Они говорили друг с другом с полной искренностью, которая человеку постороннему могла бы показаться иногда довольно невежливой и всегда слишком наивной. Эта безграничная откровенность нужна была для того, чтобы заставить их хоть немного забыть о жертве, которую они приносили, не говоря о любви. Случайно какой-нибудь косвенный намек, проскользнувший в разговоре, заставлял их краснеть, и тогда между ними воцарялось короткое молчание. Когда оно слишком затягивалось, г-жа Шастеле прибегала к шахматам.

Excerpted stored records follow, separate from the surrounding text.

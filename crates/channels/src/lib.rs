//! Chat channel implementations for gemcord.
//!
//! Each channel connects to a chat platform and relays messages to/from
//! the dispatcher. Channels are trait-based and platform-agnostic.
//!
//! Available channels:
//! - **CLI** — Interactive terminal chat (stdin/stdout)
//! - **Discord** — Discord Bot API (stub with in-process injection)

pub mod cli;
pub mod discord;

pub use cli::CliChannel;
pub use discord::DiscordChannel;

В особенности г-жа де Шастеле любила, чтобы Люсьен говорил ей о том, что он думал о ней в разное время: в первые месяцы их знакомства, теперь… Признания эти вели к тому, что ослабляли влияние злого недруга нашего счастья, который зовется осторожностью. Осторожность твердила: «Этот молодой человек весьма умен и очень ловок, он играет с вами комедию».
Люсьен так и не осмелился передать ей слова Бутара о гусарском подполковнике, и отсутствие всякого притворства между ними было настолько полным, что два раза, когда они случайно были близки к этому разговору, они чуть не поссорились. Госпожа де Шастеле увидела, что он что-то скрывает от нее.